Dataset entries:
__________________________________________________
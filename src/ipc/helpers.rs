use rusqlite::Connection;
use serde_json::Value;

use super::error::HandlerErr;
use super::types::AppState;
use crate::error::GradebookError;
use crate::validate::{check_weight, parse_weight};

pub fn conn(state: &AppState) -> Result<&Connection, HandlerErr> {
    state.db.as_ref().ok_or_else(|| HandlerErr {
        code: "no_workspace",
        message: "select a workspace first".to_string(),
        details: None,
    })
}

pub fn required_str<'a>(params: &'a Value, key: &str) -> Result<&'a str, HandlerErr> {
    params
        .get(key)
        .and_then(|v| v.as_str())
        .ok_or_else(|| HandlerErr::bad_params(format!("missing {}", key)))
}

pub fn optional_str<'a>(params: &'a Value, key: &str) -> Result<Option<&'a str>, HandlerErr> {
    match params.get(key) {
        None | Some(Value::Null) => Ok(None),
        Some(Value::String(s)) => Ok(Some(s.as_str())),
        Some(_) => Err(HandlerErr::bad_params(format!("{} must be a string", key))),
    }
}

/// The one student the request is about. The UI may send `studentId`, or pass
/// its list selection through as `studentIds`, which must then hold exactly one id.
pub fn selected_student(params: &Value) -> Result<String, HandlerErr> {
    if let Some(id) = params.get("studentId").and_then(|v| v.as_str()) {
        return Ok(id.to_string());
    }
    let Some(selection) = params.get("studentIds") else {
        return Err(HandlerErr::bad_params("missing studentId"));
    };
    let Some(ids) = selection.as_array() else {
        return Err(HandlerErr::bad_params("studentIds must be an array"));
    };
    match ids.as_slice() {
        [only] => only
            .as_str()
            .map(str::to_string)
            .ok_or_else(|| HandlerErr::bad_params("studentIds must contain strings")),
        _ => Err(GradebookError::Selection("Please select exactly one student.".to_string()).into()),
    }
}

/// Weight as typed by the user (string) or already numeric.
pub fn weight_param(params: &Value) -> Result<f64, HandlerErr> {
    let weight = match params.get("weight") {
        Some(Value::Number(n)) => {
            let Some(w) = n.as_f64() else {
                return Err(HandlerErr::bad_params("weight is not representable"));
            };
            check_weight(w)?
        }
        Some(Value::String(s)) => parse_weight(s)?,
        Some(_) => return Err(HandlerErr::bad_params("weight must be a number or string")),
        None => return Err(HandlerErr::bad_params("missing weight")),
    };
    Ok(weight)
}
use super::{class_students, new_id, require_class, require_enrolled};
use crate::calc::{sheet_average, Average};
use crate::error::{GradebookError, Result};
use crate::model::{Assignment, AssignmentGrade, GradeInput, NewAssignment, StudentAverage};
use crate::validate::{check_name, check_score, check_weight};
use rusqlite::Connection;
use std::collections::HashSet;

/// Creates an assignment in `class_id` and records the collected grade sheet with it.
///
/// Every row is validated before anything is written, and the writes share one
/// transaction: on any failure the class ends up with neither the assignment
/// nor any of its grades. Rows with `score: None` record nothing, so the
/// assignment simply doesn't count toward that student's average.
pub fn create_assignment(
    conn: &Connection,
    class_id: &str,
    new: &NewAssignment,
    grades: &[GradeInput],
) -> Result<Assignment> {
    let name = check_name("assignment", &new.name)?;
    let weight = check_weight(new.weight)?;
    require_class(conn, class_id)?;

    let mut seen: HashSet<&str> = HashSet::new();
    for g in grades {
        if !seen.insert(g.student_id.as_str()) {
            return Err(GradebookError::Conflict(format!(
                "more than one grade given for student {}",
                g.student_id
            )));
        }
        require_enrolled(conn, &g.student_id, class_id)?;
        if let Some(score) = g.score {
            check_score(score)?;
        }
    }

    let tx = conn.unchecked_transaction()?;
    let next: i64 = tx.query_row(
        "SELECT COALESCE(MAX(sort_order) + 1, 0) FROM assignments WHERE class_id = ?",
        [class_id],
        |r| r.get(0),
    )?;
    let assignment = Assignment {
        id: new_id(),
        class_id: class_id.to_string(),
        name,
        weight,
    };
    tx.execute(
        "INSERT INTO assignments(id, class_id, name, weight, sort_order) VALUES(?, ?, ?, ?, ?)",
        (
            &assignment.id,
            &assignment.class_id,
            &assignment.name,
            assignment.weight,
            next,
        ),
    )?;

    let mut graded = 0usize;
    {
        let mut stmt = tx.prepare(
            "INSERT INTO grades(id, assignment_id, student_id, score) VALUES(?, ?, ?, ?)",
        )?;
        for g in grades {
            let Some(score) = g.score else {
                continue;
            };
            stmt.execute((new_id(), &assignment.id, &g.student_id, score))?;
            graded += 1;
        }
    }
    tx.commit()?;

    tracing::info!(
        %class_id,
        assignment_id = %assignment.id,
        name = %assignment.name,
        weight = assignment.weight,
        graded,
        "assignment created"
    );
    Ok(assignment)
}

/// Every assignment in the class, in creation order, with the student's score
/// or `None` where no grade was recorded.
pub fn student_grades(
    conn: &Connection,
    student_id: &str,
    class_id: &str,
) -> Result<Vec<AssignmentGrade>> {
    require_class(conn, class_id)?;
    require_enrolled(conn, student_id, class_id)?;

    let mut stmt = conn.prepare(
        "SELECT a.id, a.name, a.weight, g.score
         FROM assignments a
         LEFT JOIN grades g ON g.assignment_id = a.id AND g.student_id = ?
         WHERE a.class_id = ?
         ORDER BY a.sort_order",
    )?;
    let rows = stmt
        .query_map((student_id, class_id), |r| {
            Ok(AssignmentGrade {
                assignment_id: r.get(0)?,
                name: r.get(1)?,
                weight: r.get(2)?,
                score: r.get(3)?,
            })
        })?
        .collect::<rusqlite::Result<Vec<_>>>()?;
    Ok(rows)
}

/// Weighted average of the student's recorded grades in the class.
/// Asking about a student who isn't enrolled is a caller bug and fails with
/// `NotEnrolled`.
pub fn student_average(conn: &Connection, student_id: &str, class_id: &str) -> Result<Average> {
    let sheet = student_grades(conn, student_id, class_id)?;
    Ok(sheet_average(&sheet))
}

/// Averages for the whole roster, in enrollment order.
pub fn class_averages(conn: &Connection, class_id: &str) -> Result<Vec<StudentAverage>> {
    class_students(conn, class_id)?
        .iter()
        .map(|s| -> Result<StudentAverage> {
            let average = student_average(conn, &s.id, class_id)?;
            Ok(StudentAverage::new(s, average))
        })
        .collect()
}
__________________________________________________
▶ _Task requirements_: Output every record above exactly as it was given.

▶ _Written solution_:
filename src/ipc/helpers.rs
use rusqlite::Connection;
use serde_json::Value;

use super::error::HandlerErr;
use super::types::AppState;
use crate::error::GradebookError;
use crate::validate::{check_weight, parse_weight};

pub fn conn(state: &AppState) -> Result<&Connection, HandlerErr> {
    state.db.as_ref().ok_or_else(|| HandlerErr {
        code: "no_workspace",
        message: "select a workspace first".to_string(),
        details: None,
    })
}

pub fn required_str<'a>(params: &'a Value, key: &str) -> Result<&'a str, HandlerErr> {
    params
        .get(key)
        .and_then(|v| v.as_str())
        .ok_or_else(|| HandlerErr::bad_params(format!("missing {}", key)))
}

pub fn optional_str<'a>(params: &'a Value, key: &str) -> Result<Option<&'a str>, HandlerErr> {
    match params.get(key) {
        None | Some(Value::Null) => Ok(None),
        Some(Value::String(s)) => Ok(Some(s.as_str())),
        Some(_) => Err(HandlerErr::bad_params(format!("{} must be a string", key))),
    }
}

/// The one student the request is about. The UI may send `studentId`, or pass
/// its list selection through as `studentIds`, which must then hold exactly one id.
pub fn selected_student(params: &Value) -> Result<String, HandlerErr> {
    if let Some(id) = params.get("studentId").and_then(|v| v.as_str()) {
        return Ok(id.to_string());
    }
    let Some(selection) = params.get("studentIds") else {
        return Err(HandlerErr::bad_params("missing studentId"));
    };
    let Some(ids) = selection.as_array() else {
        return Err(HandlerErr::bad_params("studentIds must be an array"));
    };
    match ids.as_slice() {
        [only] => only
            .as_str()
            .map(str::to_string)
            .ok_or_else(|| HandlerErr::bad_params("studentIds must contain strings")),
        _ => Err(GradebookError::Selection("Please select exactly one student.".to_string()).into()),
    }
}

/// Weight as typed by the user (string) or already numeric.
pub fn weight_param(params: &Value) -> Result<f64, HandlerErr> {
    let weight = match params.get("weight") {
        Some(Value::Number(n)) => {
            let Some(w) = n.as_f64() else {
                return Err(HandlerErr::bad_params("weight is not representable"));
            };
            check_weight(w)?
        }
        Some(Value::String(s)) => parse_weight(s)?,
        Some(_) => return Err(HandlerErr::bad_params("weight must be a number or string")),
        None => return Err(HandlerErr::bad_params("missing weight")),
    };
    Ok(weight)
}
use super::{class_students, new_id, require_class, require_enrolled};
use crate::calc::{sheet_average, Average};
use crate::error::{GradebookError, Result};
use crate::model::{Assignment, AssignmentGrade, GradeInput, NewAssignment, StudentAverage};
use crate::validate::{check_name, check_score, check_weight};
use rusqlite::Connection;
use std::collections::HashSet;

/// Creates an assignment in `class_id` and records the collected grade sheet with it.
///
/// Every row is validated before anything is written, and the writes share one
/// transaction: on any failure the class ends up with neither the assignment
/// nor any of its grades. Rows with `score: None` record nothing, so the
/// assignment simply doesn't count toward that student's average.
pub fn create_assignment(
    conn: &Connection,
    class_id: &str,
    new: &NewAssignment,
    grades: &[GradeInput],
) -> Result<Assignment> {
    let name = check_name("assignment", &new.name)?;
    let weight = check_weight(new.weight)?;
    require_class(conn, class_id)?;

    let mut seen: HashSet<&str> = HashSet::new();
    for g in grades {
        if !seen.insert(g.student_id.as_str()) {
            return Err(GradebookError::Conflict(format!(
                "more than one grade given for student {}",
                g.student_id
            )));
        }
        require_enrolled(conn, &g.student_id, class_id)?;
        if let Some(score) = g.score {
            check_score(score)?;
        }
    }

    let tx = conn.unchecked_transaction()?;
    let next: i64 = tx.query_row(
        "SELECT COALESCE(MAX(sort_order) + 1, 0) FROM assignments WHERE class_id = ?",
        [class_id],
        |r| r.get(0),
    )?;
    let assignment = Assignment {
        id: new_id(),
        class_id: class_id.to_string(),
        name,
        weight,
    };
    tx.execute(
        "INSERT INTO assignments(id, class_id, name, weight, sort_order) VALUES(?, ?, ?, ?, ?)",
        (
            &assignment.id,
            &assignment.class_id,
            &assignment.name,
            assignment.weight,
            next,
        ),
    )?;

    let mut graded = 0usize;
    {
        let mut stmt = tx.prepare(
            "INSERT INTO grades(id, assignment_id, student_id, score) VALUES(?, ?, ?, ?)",
        )?;
        for g in grades {
            let Some(score) = g.score else {
                continue;
            };
            stmt.execute((new_id(), &assignment.id, &g.student_id, score))?;
            graded += 1;
        }
    }
    tx.commit()?;

    tracing::info!(
        %class_id,
        assignment_id = %assignment.id,
        name = %assignment.name,
        weight = assignment.weight,
        graded,
        "assignment created"
    );
    Ok(assignment)
}

/// Every assignment in the class, in creation order, with the student's score
/// or `None` where no grade was recorded.
pub fn student_grades(
    conn: &Connection,
    student_id: &str,
    class_id: &str,
) -> Result<Vec<AssignmentGrade>> {
    require_class(conn, class_id)?;
    require_enrolled(conn, student_id, class_id)?;

    let mut stmt = conn.prepare(
        "SELECT a.id, a.name, a.weight, g.score
         FROM assignments a
         LEFT JOIN grades g ON g.assignment_id = a.id AND g.student_id = ?
         WHERE a.class_id = ?
         ORDER BY a.sort_order",
    )?;
    let rows = stmt
        .query_map((student_id, class_id), |r| {
            Ok(AssignmentGrade {
                assignment_id: r.get(0)?,
                name: r.get(1)?,
                weight: r.get(2)?,
                score: r.get(3)?,
            })
        })?
        .collect::<rusqlite::Result<Vec<_>>>()?;
    Ok(rows)
}

/// Weighted average of the student's recorded grades in the class.
/// Asking about a student who isn't enrolled is a caller bug and fails with
/// `NotEnrolled`.
pub fn student_average(conn: &Connection, student_id: &str, class_id: &str) -> Result<Average> {
    let sheet = student_grades(conn, student_id, class_id)?;
    Ok(sheet_average(&sheet))
}

/// Averages for the whole roster, in enrollment order.
pub fn class_averages(conn: &Connection, class_id: &str) -> Result<Vec<StudentAverage>> {
    class_students(conn, class_id)?
        .iter()
        .map(|s| -> Result<StudentAverage> {
            let average = student_average(conn, &s.id, class_id)?;
            Ok(StudentAverage::new(s, average))
        })
        .collect()
}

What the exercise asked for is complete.